Machine learning algorithms dominate society, from helping judges with courtroom decisions to influencing banks on who gets loans. With big and small decisions potentially being swayed by these mathematical equations, research has become dedicated to making algorithms more transparent and fair.
Uthaipon (Tao) Tantipongpipat and Samira Samadi, Georgia Tech Ph.D. students in the School of Computer Science, recently published a new paper that takes large data sets for population analysis and reduces the dimension of those data sets while also preserving essential traits of the groups being analyzed. Algorithms can handle millions of records but the process might compress information and lose details. This, in turn, can lead to groups of people being unfairly associated with certain behaviors or characteristics.
Samadi and Tantipongpipat’s previous work uses principal component analysis (PCA), a dimension reduction technique that has been the gold standard for analyzing large data sets more efficiently. Their own version, Fair-PCA, uses the strength of PCA and retains more information so that algorithms can, in theory, have better data for decision-making.
In their latest work, the duo is optimizing Fair-dimensionality reduction, allowing populations to be more accurately represented when not only using PCA, but a wider class of dimension reduction techniques.
The updated algorithm incorporates multiple equity measurements for populations – i.e. with respect to social and economic welfare – and takes into account multiple demographical attributes. For example, gender is usually analyzed as male and female, but this leaves transgender people and other non-binary people out of an algorithm’s calculations leading to unfair or biased assessments.

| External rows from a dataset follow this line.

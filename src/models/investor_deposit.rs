// ============================================================================
// MODÈLE : INVESTOR DEPOSIT
// ============================================================================
//
// Workflow (machine à états):
//   1. L'investisseur crée le dépôt
//        mobile_money → awaiting_payment
//        cash         → awaiting_receipt
//   2. L'investisseur envoie la référence du reçu → awaiting_admin_confirmation
//   3. L'admin valide le reçu et fixe les frais   → pending_confirmation
//      (ou le rejette                             → awaiting_payment)
//   4. L'investisseur confirme le montant net      → confirmed (solde crédité)
//      (ou le conteste avec une note               → disputed, terminal)
//
// Points d'attention:
//   - amount = gross_amount - charges, doit rester > 0
//   - Le crédit du solde n'a lieu qu'à l'étape 4 (confirmed)
//
// ============================================================================

use serde::{Serialize, Deserialize};
use sea_orm::entity::prelude::*;
use sea_orm::sea_query::StringLen;

use crate::error::LedgerError;

#[derive(Debug, Clone, Copy, PartialEq, Eq, EnumIter, DeriveActiveEnum, Serialize, Deserialize)]
#[sea_orm(rs_type = "String", db_type = "String(StringLen::N(16))")]
#[serde(rename_all = "snake_case")]
pub enum PaymentMethod {
    #[sea_orm(string_value = "mobile_money")]
    MobileMoney,
    #[sea_orm(string_value = "cash")]
    Cash,
}

#[derive(Debug, Clone, Copy, PartialEq, Eq, EnumIter, DeriveActiveEnum, Serialize, Deserialize)]
#[sea_orm(rs_type = "String", db_type = "String(StringLen::N(32))")]
#[serde(rename_all = "snake_case")]
pub enum DepositStatus {
    #[sea_orm(string_value = "awaiting_payment")]
    AwaitingPayment,
    #[sea_orm(string_value = "awaiting_receipt")]
    AwaitingReceipt,
    #[sea_orm(string_value = "awaiting_admin_confirmation")]
    AwaitingAdminConfirmation,
    #[sea_orm(string_value = "pending_confirmation")]
    PendingConfirmation,
    #[sea_orm(string_value = "confirmed")]
    Confirmed,
    #[sea_orm(string_value = "disputed")]
    Disputed,
}

/// Actions possibles sur un dépôt
#[derive(Debug, Clone, Copy, PartialEq, Eq)]
pub enum DepositEvent {
    SubmitReceipt,
    ConfirmReceipt,
    RejectReceipt,
    Confirm,
    Dispute,
}

impl DepositEvent {
    fn action(self) -> &'static str {
        match self {
            DepositEvent::SubmitReceipt => "submit a receipt",
            DepositEvent::ConfirmReceipt => "confirm the receipt",
            DepositEvent::RejectReceipt => "reject the receipt",
            DepositEvent::Confirm => "confirm the deposit",
            DepositEvent::Dispute => "dispute the deposit",
        }
    }
}

impl DepositStatus {
    pub fn initial(method: PaymentMethod) -> Self {
        match method {
            PaymentMethod::MobileMoney => DepositStatus::AwaitingPayment,
            PaymentMethod::Cash => DepositStatus::AwaitingReceipt,
        }
    }

    pub fn as_str(self) -> &'static str {
        match self {
            DepositStatus::AwaitingPayment => "awaiting_payment",
            DepositStatus::AwaitingReceipt => "awaiting_receipt",
            DepositStatus::AwaitingAdminConfirmation => "awaiting_admin_confirmation",
            DepositStatus::PendingConfirmation => "pending_confirmation",
            DepositStatus::Confirmed => "confirmed",
            DepositStatus::Disputed => "disputed",
        }
    }

    /// Transition de la machine à états, InvalidState si l'action est interdite
    pub fn next(self, event: DepositEvent) -> Result<Self, LedgerError> {
        use DepositStatus::*;

        match (self, event) {
            (AwaitingPayment | AwaitingReceipt, DepositEvent::SubmitReceipt) => Ok(AwaitingAdminConfirmation),
            (AwaitingAdminConfirmation, DepositEvent::ConfirmReceipt) => Ok(PendingConfirmation),
            (AwaitingAdminConfirmation, DepositEvent::RejectReceipt) => Ok(AwaitingPayment),
            (PendingConfirmation, DepositEvent::Confirm) => Ok(Confirmed),
            (PendingConfirmation, DepositEvent::Dispute) => Ok(Disputed),
            (current, event) => Err(LedgerError::invalid_state(current.as_str(), event.action())),
        }
    }
}

#[derive(Clone, Debug, PartialEq, DeriveEntityModel, Serialize, Deserialize)]
#[sea_orm(table_name = "investor_deposits")]
pub struct Model {
    #[sea_orm(primary_key)]
    pub id: i32,
    pub investor_id: i32,
    #[sea_orm(unique)]
    pub reference: String,
    pub payment_method: PaymentMethod,
    pub gross_amount: Decimal,
    pub charges: Decimal,
    pub amount: Decimal, // net = gross_amount - charges
    pub status: DepositStatus,
    pub receipt_reference: Option<String>,
    pub admin_note: Option<String>,
    pub dispute_note: Option<String>,
    pub reviewed_by: Option<i32>,
    pub confirmed_at: Option<DateTimeUtc>,
    pub created_at: DateTimeUtc,
    pub updated_at: DateTimeUtc,
}

#[derive(Copy, Clone, Debug, EnumIter, DeriveRelation)]
pub enum Relation {
    #[sea_orm(
        belongs_to = "super::investor::Entity",
        from = "Column::InvestorId",
        to = "super::investor::Column::Id"
    )]
    Investor,
}

impl Related<super::investor::Entity> for Entity {
    fn to() -> RelationDef {
        Relation::Investor.def()
    }
}

impl ActiveModelBehavior for ActiveModel {}

#[cfg(test)]
mod tests {
    use super::*;

    #[test]
    fn test_initial_state_depends_on_method() {
        assert_eq!(DepositStatus::initial(PaymentMethod::MobileMoney), DepositStatus::AwaitingPayment);
        assert_eq!(DepositStatus::initial(PaymentMethod::Cash), DepositStatus::AwaitingReceipt);
    }

    #[test]
    fn test_happy_path() {
        let status = DepositStatus::AwaitingPayment
            .next(DepositEvent::SubmitReceipt)
            .and_then(|s| s.next(DepositEvent::ConfirmReceipt))
            .and_then(|s| s.next(DepositEvent::Confirm))
            .unwrap();

        assert_eq!(status, DepositStatus::Confirmed);
    }

    #[test]
    fn test_rejected_receipt_returns_to_awaiting_payment() {
        let status = DepositStatus::AwaitingReceipt
            .next(DepositEvent::SubmitReceipt)
            .and_then(|s| s.next(DepositEvent::RejectReceipt))
            .unwrap();

        assert_eq!(status, DepositStatus::AwaitingPayment);
    }

    #[test]
    fn test_terminal_states_reject_everything() {
        for event in [
            DepositEvent::SubmitReceipt,
            DepositEvent::ConfirmReceipt,
            DepositEvent::RejectReceipt,
            DepositEvent::Confirm,
            DepositEvent::Dispute,
        ] {
            assert!(DepositStatus::Confirmed.next(event).is_err());
            assert!(DepositStatus::Disputed.next(event).is_err());
        }
    }

    #[test]
    fn test_confirm_requires_pending_confirmation() {
        let err = DepositStatus::AwaitingAdminConfirmation
            .next(DepositEvent::Confirm)
            .unwrap_err();

        assert_eq!(
            err.to_string(),
            "Invalid state: cannot confirm the deposit while awaiting_admin_confirmation"
        );
    }
}
// ============================================================================
// MODÈLE : INVESTOR TRANSACTION (journal d'audit)
// ============================================================================
//
// Une ligne par mouvement de cash_balance ou de profit_balance.
//
// Colonnes clés:
//   - account : cash | profit (le solde touché)
//   - amount : montant SIGNÉ (négatif = débit)
//   - cash_balance_after / profit_balance_after : soldes après le mouvement
//
// Points d'attention:
//   - Append-only: aucune mise à jour, aucune suppression
//   - La somme des amount par account redonne le solde courant
//
// ============================================================================

use serde::{Serialize, Deserialize};
use sea_orm::entity::prelude::*;
use sea_orm::sea_query::StringLen;

#[derive(Debug, Clone, Copy, PartialEq, Eq, EnumIter, DeriveActiveEnum, Serialize, Deserialize)]
#[sea_orm(rs_type = "String", db_type = "String(StringLen::N(32))")]
#[serde(rename_all = "snake_case")]
pub enum TransactionType {
    #[sea_orm(string_value = "deposit")]
    Deposit,
    #[sea_orm(string_value = "allocation_product")]
    AllocationProduct,
    #[sea_orm(string_value = "allocation_equipment")]
    AllocationEquipment,
    #[sea_orm(string_value = "profit_credit")]
    ProfitCredit,
    #[sea_orm(string_value = "refund")]
    Refund,
    #[sea_orm(string_value = "capital_return")]
    CapitalReturn,
    #[sea_orm(string_value = "withdrawal")]
    Withdrawal,
}

#[derive(Debug, Clone, Copy, PartialEq, Eq, EnumIter, DeriveActiveEnum, Serialize, Deserialize)]
#[sea_orm(rs_type = "String", db_type = "String(StringLen::N(16))")]
#[serde(rename_all = "snake_case")]
pub enum LedgerAccount {
    #[sea_orm(string_value = "cash")]
    Cash,
    #[sea_orm(string_value = "profit")]
    Profit,
}

#[derive(Clone, Debug, PartialEq, DeriveEntityModel, Serialize, Deserialize)]
#[sea_orm(table_name = "investor_transactions")]
pub struct Model {
    #[sea_orm(primary_key)]
    pub id: i32,
    pub investor_id: i32,
    pub transaction_type: TransactionType,
    pub account: LedgerAccount,
    pub amount: Decimal,
    pub cash_balance_after: Decimal,
    pub profit_balance_after: Decimal,
    pub description: String,
    pub reference: Option<String>,
    pub performed_by: Option<i32>,
    pub created_at: DateTimeUtc,
}

#[derive(Copy, Clone, Debug, EnumIter, DeriveRelation)]
pub enum Relation {
    #[sea_orm(
        belongs_to = "super::investor::Entity",
        from = "Column::InvestorId",
        to = "super::investor::Column::Id"
    )]
    Investor,
}

impl Related<super::investor::Entity> for Entity {
    fn to() -> RelationDef {
        Relation::Investor.def()
    }
}

impl ActiveModelBehavior for ActiveModel {}
// ============================================================================
// MODÈLE : PROFIT DISTRIBUTION
// ============================================================================
//
// Enregistrement immuable de la part d'UN investisseur dans UN événement de
// profit (job d'équipement ou vente de produit).
//
// Colonnes clés:
//   - batch_ref : regroupe toutes les lignes d'un même événement
//   - source : equipment_job | product_sale
//   - revenue / cost / gross_profit : chiffres de l'événement complet
//   - company_share / investor_share : moitié société / part de CET investisseur
//   - share_percentage : profit_share appliqué (100 pour une vente de produit)
//
// Points d'attention:
//   - Jamais modifié ni supprimé après insertion
//
// ============================================================================

use serde::{Serialize, Deserialize};
use sea_orm::entity::prelude::*;
use sea_orm::sea_query::StringLen;

#[derive(Debug, Clone, Copy, PartialEq, Eq, EnumIter, DeriveActiveEnum, Serialize, Deserialize)]
#[sea_orm(rs_type = "String", db_type = "String(StringLen::N(32))")]
#[serde(rename_all = "snake_case")]
pub enum DistributionSource {
    #[sea_orm(string_value = "equipment_job")]
    EquipmentJob,
    #[sea_orm(string_value = "product_sale")]
    ProductSale,
}

#[derive(Clone, Debug, PartialEq, DeriveEntityModel, Serialize, Deserialize)]
#[sea_orm(table_name = "profit_distributions")]
pub struct Model {
    #[sea_orm(primary_key)]
    pub id: i32,
    pub batch_ref: Uuid,
    pub investor_id: i32,
    pub source: DistributionSource,
    pub equipment_id: Option<i32>,
    pub equipment_job_id: Option<i32>,
    pub product_allocation_id: Option<i32>,
    pub order_reference: Option<String>,
    pub revenue: Decimal,
    pub cost: Decimal,
    pub gross_profit: Decimal,
    pub company_share: Decimal,
    pub investor_share: Decimal,
    pub share_percentage: Decimal,
    pub created_at: DateTimeUtc,
}

#[derive(Copy, Clone, Debug, EnumIter, DeriveRelation)]
pub enum Relation {
    #[sea_orm(
        belongs_to = "super::investor::Entity",
        from = "Column::InvestorId",
        to = "super::investor::Column::Id"
    )]
    Investor,
}

impl Related<super::investor::Entity> for Entity {
    fn to() -> RelationDef {
        Relation::Investor.def()
    }
}

impl ActiveModelBehavior for ActiveModel {}
use sea_orm::*;
use sea_orm::sea_query::Expr;
use rust_decimal::Decimal;
use serde::Serialize;
use chrono::Utc;

use crate::error::LedgerError;
use crate::models::investor;
use crate::models::investor_transaction::{self, LedgerAccount, TransactionType};

/// Un mouvement à inscrire au journal
#[derive(Debug, Clone)]
pub struct LedgerEntry {
    pub investor_id: i32,
    pub transaction_type: TransactionType,
    pub account: LedgerAccount,
    pub amount: Decimal, // signé: négatif = débit
    pub description: String,
    pub reference: Option<String>,
    pub performed_by: Option<i32>,
}

/// Cumuls à incrémenter en même temps que le solde
#[derive(Debug, Clone, Copy, Default)]
pub struct TotalsDelta {
    pub invested: Decimal,
    pub profit: Decimal,
}

#[derive(Debug)]
pub struct PostedEntry {
    pub investor: investor::Model,
    pub transaction: investor_transaction::Model,
}

/// Comparaison entre les soldes stockés et la somme du journal
#[derive(Debug, Serialize)]
pub struct Reconciliation {
    pub investor_id: i32,
    pub cash_balance: Decimal,
    pub cash_from_ledger: Decimal,
    pub cash_matches: bool,
    pub profit_balance: Decimal,
    pub profit_from_ledger: Decimal,
    pub profit_matches: bool,
    pub entries: usize,
}

pub struct LedgerService;

impl LedgerService {
    /// Applique un mouvement sur le solde d'un investisseur ET écrit la
    /// transaction correspondante. C'est le seul chemin qui modifie
    /// cash_balance / profit_balance.
    ///
    /// À appeler avec la transaction DB de l'opération métier (db.begin()),
    /// pour que le solde et le journal soient validés ensemble.
    pub async fn post<C: ConnectionTrait>(
        db: &C,
        entry: LedgerEntry,
        totals: TotalsDelta,
    ) -> Result<PostedEntry, LedgerError> {
        if entry.amount.is_zero() {
            return Err(LedgerError::Validation(
                "Ledger entry amount cannot be zero".to_string(),
            ));
        }

        // 1. Vérifier le solde actuel (message d'erreur précis)
        let current = Self::find_investor(db, entry.investor_id).await?;
        let balances = current.balances();
        let debit = -entry.amount;

        match (entry.account, entry.amount.is_sign_negative()) {
            (LedgerAccount::Cash, true) => balances.debit_cash(debit)?,
            (LedgerAccount::Profit, true) => balances.debit_profit(debit)?,
            (LedgerAccount::Cash, false) => balances.credit_cash(entry.amount)?,
            (LedgerAccount::Profit, false) => balances.credit_profit(entry.amount)?,
        };

        // 2. UPDATE conditionnel: le solde ne peut pas passer sous zéro,
        //    même si une autre requête l'a modifié entre-temps
        let column = match entry.account {
            LedgerAccount::Cash => investor::Column::CashBalance,
            LedgerAccount::Profit => investor::Column::ProfitBalance,
        };

        let mut update = investor::Entity::update_many()
            .col_expr(column, Expr::col(column).add(entry.amount))
            .col_expr(investor::Column::UpdatedAt, Expr::value(Utc::now()))
            .filter(investor::Column::Id.eq(entry.investor_id));

        if !totals.invested.is_zero() {
            update = update.col_expr(
                investor::Column::TotalInvested,
                Expr::col(investor::Column::TotalInvested).add(totals.invested),
            );
        }
        if !totals.profit.is_zero() {
            update = update.col_expr(
                investor::Column::TotalProfit,
                Expr::col(investor::Column::TotalProfit).add(totals.profit),
            );
        }
        if entry.amount.is_sign_negative() {
            update = update.filter(column.gte(debit));
        }

        let result = update.exec(db).await?;
        if result.rows_affected == 0 {
            return Err(LedgerError::InsufficientBalance {
                required: debit,
                available: match entry.account {
                    LedgerAccount::Cash => balances.cash,
                    LedgerAccount::Profit => balances.profit,
                },
            });
        }

        // 3. Relire les soldes pour le snapshot
        let updated = Self::find_investor(db, entry.investor_id).await?;

        // 4. Écrire la ligne du journal
        let transaction = investor_transaction::ActiveModel {
            investor_id: Set(entry.investor_id),
            transaction_type: Set(entry.transaction_type),
            account: Set(entry.account),
            amount: Set(entry.amount),
            cash_balance_after: Set(updated.cash_balance),
            profit_balance_after: Set(updated.profit_balance),
            description: Set(entry.description),
            reference: Set(entry.reference),
            performed_by: Set(entry.performed_by),
            created_at: Set(Utc::now()),
            ..Default::default()
        }
            .insert(db)
            .await?;

        log::debug!(
            "Ledger: investor {} {:?} {} on {:?} (cash={}, profit={})",
            updated.id,
            transaction.transaction_type,
            transaction.amount,
            transaction.account,
            updated.cash_balance,
            updated.profit_balance
        );

        Ok(PostedEntry {
            investor: updated,
            transaction,
        })
    }

    /// Historique complet, le plus récent en premier
    pub async fn history(
        db: &DatabaseConnection,
        investor_id: i32,
    ) -> Result<Vec<investor_transaction::Model>, LedgerError> {
        let transactions = investor_transaction::Entity::find()
            .filter(investor_transaction::Column::InvestorId.eq(investor_id))
            .order_by_desc(investor_transaction::Column::Id)
            .all(db)
            .await?;

        Ok(transactions)
    }

    /// Recalcule les soldes à partir du journal et les compare aux soldes stockés
    pub async fn reconcile(
        db: &DatabaseConnection,
        investor_id: i32,
    ) -> Result<Reconciliation, LedgerError> {
        let investor = Self::find_investor(db, investor_id).await?;

        let transactions = investor_transaction::Entity::find()
            .filter(investor_transaction::Column::InvestorId.eq(investor_id))
            .all(db)
            .await?;

        let mut cash_from_ledger = Decimal::ZERO;
        let mut profit_from_ledger = Decimal::ZERO;

        for transaction in &transactions {
            match transaction.account {
                LedgerAccount::Cash => cash_from_ledger += transaction.amount,
                LedgerAccount::Profit => profit_from_ledger += transaction.amount,
            }
        }

        let reconciliation = Reconciliation {
            investor_id,
            cash_balance: investor.cash_balance,
            cash_from_ledger,
            cash_matches: cash_from_ledger == investor.cash_balance,
            profit_balance: investor.profit_balance,
            profit_from_ledger,
            profit_matches: profit_from_ledger == investor.profit_balance,
            entries: transactions.len(),
        };

        if !reconciliation.cash_matches || !reconciliation.profit_matches {
            log::warn!(
                "Ledger mismatch for investor {}: cash {} vs {}, profit {} vs {}",
                investor_id,
                investor.cash_balance,
                cash_from_ledger,
                investor.profit_balance,
                profit_from_ledger
            );
        }

        Ok(reconciliation)
    }

    pub async fn find_investor<C: ConnectionTrait>(
        db: &C,
        investor_id: i32,
    ) -> Result<investor::Model, LedgerError> {
        investor::Entity::find_by_id(investor_id)
            .one(db)
            .await?
            .ok_or_else(|| LedgerError::NotFound("Investor".to_string()))
    }
}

This new work is designed to allow machine learning researchers to analyze complex data sets more accurately, potentially leading to less bias.
"I feel like if fairness and bias are not being taken seriously into account at this point, then our problems are only going to compound. Machine learning algorithms are dominating our lives every day and they learn to behave based on previous outcomes. If we just let this build up and if we don't take care of it now, it will have a huge impact, one that may not be as positive as we had hoped,” said Samadi.
The team will present Multi-Criteria Dimensionality Reduction with Applications to Fairness in December at the 33rd Annual Conference on Neural Information Processing Systems (NeurIPS) 2019 in Vancouver, British Columbia.